▶ _Exercise instructions_
Copy out each line from the material where the word "builder" is found.
—————
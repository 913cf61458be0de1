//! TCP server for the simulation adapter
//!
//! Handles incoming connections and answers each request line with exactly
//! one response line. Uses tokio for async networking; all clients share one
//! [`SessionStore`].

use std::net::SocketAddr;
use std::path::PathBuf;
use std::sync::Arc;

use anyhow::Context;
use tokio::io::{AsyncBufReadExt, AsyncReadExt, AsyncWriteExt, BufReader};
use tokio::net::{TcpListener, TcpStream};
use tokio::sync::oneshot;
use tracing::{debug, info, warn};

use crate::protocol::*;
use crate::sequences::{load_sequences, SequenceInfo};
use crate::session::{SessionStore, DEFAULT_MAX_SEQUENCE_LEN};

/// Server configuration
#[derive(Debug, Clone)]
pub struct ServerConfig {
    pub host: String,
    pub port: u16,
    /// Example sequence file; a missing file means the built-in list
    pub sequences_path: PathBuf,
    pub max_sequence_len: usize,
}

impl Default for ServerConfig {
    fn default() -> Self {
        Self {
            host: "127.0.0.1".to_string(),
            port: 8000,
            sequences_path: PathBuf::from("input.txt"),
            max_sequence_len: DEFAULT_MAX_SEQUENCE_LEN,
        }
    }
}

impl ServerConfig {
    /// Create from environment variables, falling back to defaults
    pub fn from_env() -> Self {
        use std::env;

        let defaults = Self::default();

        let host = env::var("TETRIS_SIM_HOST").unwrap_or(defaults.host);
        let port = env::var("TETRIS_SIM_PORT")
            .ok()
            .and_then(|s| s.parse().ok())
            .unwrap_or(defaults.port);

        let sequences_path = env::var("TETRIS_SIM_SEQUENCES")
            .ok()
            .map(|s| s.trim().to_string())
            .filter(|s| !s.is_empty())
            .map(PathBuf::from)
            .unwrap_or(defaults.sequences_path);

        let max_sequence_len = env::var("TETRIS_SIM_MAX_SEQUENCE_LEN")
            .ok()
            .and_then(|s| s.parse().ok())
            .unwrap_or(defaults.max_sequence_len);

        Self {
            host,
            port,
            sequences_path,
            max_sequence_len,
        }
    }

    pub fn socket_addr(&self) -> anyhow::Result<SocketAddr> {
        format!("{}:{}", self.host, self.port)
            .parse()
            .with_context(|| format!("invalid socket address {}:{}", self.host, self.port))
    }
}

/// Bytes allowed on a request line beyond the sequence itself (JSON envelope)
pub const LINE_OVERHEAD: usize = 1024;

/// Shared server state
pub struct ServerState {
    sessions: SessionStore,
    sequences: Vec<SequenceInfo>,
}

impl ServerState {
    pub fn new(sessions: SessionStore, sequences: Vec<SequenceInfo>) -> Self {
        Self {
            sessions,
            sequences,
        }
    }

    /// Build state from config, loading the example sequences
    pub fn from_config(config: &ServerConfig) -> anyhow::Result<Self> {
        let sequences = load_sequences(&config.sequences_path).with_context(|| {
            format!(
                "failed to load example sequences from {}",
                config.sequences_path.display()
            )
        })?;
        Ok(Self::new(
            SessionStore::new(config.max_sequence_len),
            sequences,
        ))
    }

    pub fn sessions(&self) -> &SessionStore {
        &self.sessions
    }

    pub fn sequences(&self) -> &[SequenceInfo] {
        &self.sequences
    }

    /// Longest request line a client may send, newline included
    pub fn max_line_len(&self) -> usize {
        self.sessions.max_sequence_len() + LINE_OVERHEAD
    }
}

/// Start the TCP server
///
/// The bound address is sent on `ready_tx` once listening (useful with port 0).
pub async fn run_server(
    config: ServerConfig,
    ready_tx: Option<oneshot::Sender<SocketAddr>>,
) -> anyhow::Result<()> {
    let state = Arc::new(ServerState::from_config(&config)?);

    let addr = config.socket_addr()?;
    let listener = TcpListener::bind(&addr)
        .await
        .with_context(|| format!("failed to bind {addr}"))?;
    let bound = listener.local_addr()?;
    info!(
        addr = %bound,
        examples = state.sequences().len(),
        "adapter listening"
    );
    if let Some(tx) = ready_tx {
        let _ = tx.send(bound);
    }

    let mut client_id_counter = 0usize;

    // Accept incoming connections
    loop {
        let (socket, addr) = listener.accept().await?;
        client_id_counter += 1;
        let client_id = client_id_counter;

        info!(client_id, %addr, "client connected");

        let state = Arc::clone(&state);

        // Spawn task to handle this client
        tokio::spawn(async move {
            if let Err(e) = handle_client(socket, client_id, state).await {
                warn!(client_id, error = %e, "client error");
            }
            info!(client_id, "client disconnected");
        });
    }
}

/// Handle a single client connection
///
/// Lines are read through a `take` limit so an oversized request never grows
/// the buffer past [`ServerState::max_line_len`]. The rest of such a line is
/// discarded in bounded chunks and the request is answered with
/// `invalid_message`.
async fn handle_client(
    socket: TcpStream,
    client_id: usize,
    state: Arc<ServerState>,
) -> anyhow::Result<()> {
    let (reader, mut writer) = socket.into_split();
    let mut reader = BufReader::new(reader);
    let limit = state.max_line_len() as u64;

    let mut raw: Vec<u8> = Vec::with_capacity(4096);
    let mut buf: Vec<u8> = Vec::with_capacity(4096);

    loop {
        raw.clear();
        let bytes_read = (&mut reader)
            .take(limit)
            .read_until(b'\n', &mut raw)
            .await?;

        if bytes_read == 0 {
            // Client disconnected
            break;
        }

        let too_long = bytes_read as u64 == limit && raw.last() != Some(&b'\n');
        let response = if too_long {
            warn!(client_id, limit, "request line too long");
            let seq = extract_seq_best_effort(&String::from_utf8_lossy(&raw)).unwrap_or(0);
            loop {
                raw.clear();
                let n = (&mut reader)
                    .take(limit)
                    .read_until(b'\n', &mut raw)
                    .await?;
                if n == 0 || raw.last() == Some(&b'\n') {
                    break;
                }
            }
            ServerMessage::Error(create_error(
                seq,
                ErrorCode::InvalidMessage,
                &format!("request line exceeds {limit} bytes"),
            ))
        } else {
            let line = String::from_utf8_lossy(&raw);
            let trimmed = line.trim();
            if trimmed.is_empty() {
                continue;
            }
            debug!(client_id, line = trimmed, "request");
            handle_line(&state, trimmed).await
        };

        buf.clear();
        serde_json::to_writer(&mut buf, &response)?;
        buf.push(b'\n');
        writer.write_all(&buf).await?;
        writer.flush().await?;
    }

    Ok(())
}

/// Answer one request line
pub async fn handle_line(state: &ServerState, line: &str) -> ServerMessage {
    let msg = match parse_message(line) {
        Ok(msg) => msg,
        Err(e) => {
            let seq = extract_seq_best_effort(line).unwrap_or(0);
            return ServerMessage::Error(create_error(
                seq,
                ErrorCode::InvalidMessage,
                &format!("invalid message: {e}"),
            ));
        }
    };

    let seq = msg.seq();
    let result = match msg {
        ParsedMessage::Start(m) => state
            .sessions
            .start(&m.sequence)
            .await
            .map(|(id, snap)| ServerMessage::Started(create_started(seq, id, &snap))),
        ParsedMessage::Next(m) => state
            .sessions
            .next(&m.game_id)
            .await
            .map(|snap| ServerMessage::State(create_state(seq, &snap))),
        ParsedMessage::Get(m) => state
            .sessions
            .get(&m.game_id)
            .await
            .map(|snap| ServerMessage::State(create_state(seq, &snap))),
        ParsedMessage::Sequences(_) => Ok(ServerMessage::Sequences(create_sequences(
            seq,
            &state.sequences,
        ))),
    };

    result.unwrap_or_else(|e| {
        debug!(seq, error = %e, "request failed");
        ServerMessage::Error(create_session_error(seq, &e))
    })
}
—————
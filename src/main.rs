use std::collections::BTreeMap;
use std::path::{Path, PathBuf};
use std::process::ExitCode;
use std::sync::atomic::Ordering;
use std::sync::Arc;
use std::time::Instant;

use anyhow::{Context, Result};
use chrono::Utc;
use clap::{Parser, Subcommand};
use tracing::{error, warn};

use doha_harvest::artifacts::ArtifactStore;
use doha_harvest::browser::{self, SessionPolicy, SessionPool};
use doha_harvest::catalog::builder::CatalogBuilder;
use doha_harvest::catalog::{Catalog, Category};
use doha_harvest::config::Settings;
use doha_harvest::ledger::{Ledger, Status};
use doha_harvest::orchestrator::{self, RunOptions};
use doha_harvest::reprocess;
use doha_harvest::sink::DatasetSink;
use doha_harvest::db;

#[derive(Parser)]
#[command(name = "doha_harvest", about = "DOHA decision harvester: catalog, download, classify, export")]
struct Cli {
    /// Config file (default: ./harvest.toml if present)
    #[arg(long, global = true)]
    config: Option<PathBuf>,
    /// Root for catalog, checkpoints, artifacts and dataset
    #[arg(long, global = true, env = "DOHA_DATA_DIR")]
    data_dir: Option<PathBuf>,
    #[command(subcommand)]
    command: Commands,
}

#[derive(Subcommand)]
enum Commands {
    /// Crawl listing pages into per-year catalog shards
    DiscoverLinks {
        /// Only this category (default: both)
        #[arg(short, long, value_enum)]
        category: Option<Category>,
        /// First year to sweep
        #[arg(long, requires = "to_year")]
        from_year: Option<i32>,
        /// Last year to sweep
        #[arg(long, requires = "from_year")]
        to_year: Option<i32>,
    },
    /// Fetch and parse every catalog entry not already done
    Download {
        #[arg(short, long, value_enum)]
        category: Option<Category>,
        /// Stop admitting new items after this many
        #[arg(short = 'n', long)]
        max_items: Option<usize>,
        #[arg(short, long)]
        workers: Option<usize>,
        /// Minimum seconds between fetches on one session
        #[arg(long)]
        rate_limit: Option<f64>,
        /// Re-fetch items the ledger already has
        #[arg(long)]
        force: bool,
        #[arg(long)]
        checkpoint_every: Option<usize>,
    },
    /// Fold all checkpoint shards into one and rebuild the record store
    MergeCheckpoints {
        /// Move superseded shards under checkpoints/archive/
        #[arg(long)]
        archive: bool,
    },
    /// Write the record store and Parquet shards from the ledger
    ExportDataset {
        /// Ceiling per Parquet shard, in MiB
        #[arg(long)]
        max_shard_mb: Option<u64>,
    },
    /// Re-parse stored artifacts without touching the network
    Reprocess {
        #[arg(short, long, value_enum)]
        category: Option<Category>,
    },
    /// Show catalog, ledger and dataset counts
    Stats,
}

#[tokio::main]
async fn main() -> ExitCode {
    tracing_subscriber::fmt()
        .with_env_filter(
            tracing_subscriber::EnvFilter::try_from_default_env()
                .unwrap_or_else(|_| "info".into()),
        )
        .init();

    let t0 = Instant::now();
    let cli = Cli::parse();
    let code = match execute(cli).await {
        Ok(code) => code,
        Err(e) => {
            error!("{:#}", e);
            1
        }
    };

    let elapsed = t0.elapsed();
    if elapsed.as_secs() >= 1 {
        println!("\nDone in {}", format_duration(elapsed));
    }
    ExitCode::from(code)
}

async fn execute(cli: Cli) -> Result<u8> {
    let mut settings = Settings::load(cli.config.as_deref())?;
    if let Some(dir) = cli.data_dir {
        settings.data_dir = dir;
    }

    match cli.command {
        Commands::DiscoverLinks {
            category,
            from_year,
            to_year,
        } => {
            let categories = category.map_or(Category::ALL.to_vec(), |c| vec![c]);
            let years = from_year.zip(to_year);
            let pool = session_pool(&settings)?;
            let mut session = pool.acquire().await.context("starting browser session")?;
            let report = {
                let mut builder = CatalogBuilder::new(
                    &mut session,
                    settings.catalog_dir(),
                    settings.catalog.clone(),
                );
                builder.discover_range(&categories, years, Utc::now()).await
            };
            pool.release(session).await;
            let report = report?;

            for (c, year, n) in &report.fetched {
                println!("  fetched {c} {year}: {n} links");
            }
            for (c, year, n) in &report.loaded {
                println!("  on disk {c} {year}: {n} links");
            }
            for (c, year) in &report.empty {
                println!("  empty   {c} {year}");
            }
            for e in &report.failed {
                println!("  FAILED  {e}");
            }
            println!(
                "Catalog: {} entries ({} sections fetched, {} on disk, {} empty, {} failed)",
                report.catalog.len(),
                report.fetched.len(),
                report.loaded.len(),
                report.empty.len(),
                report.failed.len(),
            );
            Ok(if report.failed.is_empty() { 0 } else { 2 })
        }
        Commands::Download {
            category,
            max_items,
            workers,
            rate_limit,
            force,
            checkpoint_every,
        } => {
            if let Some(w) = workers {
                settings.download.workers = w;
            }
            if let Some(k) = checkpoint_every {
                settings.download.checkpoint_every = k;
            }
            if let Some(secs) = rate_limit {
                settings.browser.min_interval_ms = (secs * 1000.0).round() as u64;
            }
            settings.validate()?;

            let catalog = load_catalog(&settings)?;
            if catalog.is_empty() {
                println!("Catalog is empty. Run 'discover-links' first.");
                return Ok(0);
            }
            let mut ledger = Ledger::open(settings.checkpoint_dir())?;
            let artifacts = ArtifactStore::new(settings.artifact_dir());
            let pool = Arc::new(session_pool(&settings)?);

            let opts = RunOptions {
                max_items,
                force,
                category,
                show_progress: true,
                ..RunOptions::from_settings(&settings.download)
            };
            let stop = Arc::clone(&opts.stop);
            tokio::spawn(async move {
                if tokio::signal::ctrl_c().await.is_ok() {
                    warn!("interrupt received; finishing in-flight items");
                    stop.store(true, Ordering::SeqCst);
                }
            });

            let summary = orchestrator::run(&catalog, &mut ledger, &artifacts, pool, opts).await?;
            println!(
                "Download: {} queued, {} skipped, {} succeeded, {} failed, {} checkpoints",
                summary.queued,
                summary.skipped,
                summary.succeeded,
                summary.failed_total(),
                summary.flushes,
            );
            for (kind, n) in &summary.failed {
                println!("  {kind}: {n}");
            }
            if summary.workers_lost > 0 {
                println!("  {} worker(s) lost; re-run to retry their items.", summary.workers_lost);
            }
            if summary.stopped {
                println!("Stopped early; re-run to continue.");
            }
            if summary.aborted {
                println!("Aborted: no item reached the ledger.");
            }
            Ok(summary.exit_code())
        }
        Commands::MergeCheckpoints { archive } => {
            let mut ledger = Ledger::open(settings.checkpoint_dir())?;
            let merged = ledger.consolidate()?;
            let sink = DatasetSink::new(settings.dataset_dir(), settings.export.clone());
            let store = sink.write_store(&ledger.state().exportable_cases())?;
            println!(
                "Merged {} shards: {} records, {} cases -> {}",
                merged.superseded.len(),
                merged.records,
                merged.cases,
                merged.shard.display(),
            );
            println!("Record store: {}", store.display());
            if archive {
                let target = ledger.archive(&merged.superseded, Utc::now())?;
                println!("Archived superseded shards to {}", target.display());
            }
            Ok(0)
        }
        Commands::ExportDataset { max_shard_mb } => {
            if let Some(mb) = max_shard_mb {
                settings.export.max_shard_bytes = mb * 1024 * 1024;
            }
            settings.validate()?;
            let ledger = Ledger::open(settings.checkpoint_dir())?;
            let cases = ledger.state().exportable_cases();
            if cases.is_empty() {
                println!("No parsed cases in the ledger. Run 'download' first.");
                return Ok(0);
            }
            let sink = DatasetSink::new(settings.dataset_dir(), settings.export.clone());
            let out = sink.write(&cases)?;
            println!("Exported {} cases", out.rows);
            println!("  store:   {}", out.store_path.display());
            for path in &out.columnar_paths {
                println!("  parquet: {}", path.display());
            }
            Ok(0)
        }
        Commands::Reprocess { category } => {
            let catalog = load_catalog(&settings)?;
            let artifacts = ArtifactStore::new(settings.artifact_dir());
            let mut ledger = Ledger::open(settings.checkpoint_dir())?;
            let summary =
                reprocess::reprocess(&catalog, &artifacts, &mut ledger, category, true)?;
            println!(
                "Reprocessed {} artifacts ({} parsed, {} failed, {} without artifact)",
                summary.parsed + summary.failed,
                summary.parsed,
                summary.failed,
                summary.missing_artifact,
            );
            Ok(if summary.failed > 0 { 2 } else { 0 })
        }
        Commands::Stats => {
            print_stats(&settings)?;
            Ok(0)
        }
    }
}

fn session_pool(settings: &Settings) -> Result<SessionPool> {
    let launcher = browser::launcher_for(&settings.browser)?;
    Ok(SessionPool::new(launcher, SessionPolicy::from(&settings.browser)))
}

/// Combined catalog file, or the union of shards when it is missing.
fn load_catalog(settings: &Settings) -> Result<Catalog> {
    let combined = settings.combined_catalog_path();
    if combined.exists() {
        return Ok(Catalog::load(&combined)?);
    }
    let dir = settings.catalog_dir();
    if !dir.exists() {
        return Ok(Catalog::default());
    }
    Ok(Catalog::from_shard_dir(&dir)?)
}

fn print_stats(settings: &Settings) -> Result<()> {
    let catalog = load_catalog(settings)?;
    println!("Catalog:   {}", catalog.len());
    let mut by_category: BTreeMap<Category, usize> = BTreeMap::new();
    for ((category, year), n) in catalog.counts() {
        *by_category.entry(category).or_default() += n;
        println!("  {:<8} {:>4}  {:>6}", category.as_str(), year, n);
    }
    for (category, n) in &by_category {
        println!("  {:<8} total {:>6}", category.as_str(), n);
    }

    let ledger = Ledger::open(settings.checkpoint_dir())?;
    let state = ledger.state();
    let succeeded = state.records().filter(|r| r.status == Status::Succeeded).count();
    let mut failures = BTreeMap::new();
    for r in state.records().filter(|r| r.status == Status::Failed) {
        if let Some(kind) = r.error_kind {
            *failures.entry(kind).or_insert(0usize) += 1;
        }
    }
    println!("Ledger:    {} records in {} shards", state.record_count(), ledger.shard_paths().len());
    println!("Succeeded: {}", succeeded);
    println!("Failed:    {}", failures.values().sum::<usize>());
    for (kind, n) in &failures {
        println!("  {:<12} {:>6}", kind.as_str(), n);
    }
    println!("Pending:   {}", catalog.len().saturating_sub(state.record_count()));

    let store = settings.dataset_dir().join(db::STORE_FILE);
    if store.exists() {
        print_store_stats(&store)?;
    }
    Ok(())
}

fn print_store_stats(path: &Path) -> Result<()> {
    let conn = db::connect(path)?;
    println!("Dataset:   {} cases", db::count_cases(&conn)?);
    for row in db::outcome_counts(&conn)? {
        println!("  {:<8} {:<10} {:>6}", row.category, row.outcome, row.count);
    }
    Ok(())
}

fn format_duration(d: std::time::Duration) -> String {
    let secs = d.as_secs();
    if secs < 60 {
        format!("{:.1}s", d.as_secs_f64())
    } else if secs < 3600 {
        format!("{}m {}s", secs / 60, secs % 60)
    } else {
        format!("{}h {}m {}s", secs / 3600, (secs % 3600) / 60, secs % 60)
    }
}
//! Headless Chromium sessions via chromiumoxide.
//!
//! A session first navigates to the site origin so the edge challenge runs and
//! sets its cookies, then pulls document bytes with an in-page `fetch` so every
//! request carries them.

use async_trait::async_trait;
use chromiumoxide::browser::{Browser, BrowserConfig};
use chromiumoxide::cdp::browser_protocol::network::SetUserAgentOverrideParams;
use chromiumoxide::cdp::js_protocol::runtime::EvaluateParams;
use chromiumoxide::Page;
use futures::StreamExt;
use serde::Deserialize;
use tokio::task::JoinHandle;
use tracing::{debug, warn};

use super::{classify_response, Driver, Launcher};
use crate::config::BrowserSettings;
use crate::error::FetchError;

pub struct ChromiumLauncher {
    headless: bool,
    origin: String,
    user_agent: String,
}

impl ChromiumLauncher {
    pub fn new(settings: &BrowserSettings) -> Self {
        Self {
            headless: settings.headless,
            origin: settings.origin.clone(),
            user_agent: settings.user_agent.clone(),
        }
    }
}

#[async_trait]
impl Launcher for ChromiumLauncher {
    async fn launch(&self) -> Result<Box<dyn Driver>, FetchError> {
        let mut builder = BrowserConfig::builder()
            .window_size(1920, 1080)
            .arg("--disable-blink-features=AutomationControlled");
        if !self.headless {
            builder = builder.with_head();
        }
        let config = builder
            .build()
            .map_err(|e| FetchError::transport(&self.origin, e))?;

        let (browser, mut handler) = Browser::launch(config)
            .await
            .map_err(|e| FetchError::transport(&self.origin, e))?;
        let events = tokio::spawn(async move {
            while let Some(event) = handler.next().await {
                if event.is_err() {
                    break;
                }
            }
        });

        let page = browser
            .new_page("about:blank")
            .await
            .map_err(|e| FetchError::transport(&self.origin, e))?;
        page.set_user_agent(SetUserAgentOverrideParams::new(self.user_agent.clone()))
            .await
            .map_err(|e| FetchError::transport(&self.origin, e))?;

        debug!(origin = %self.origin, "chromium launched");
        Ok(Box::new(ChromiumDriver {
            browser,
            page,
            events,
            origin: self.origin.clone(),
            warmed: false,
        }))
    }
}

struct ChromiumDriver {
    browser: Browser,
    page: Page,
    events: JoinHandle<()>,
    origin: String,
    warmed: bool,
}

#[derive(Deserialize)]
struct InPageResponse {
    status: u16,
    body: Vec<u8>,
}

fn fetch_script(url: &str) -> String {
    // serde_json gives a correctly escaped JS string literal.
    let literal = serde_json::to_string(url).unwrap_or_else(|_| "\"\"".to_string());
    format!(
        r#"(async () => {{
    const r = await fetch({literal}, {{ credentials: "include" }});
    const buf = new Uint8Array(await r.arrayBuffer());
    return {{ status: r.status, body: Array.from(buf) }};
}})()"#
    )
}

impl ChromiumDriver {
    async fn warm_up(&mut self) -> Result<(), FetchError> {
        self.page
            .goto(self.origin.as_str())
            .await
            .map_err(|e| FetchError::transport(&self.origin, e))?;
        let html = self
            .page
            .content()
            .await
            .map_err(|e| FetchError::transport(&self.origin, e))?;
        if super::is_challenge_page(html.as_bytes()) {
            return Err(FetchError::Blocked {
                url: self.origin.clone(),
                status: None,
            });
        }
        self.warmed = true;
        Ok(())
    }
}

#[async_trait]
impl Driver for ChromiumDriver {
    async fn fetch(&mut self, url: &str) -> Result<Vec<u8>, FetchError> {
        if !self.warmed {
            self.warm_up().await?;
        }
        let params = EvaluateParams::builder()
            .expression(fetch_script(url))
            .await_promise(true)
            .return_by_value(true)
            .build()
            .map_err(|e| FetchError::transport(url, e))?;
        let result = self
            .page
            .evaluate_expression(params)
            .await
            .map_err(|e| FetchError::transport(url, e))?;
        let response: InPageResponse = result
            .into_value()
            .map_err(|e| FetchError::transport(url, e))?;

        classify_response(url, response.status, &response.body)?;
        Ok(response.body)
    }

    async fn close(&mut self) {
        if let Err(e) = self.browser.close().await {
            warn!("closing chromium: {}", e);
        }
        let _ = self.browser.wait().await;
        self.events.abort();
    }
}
—————
▶ _Result of the task_
use doha_harvest::catalog::builder::CatalogBuilder;
                let mut builder = CatalogBuilder::new(
                builder.discover_range(&categories, years, Utc::now()).await
        let mut builder = BrowserConfig::builder()
            builder = builder.with_head();
        let config = builder
        let params = EvaluateParams::builder()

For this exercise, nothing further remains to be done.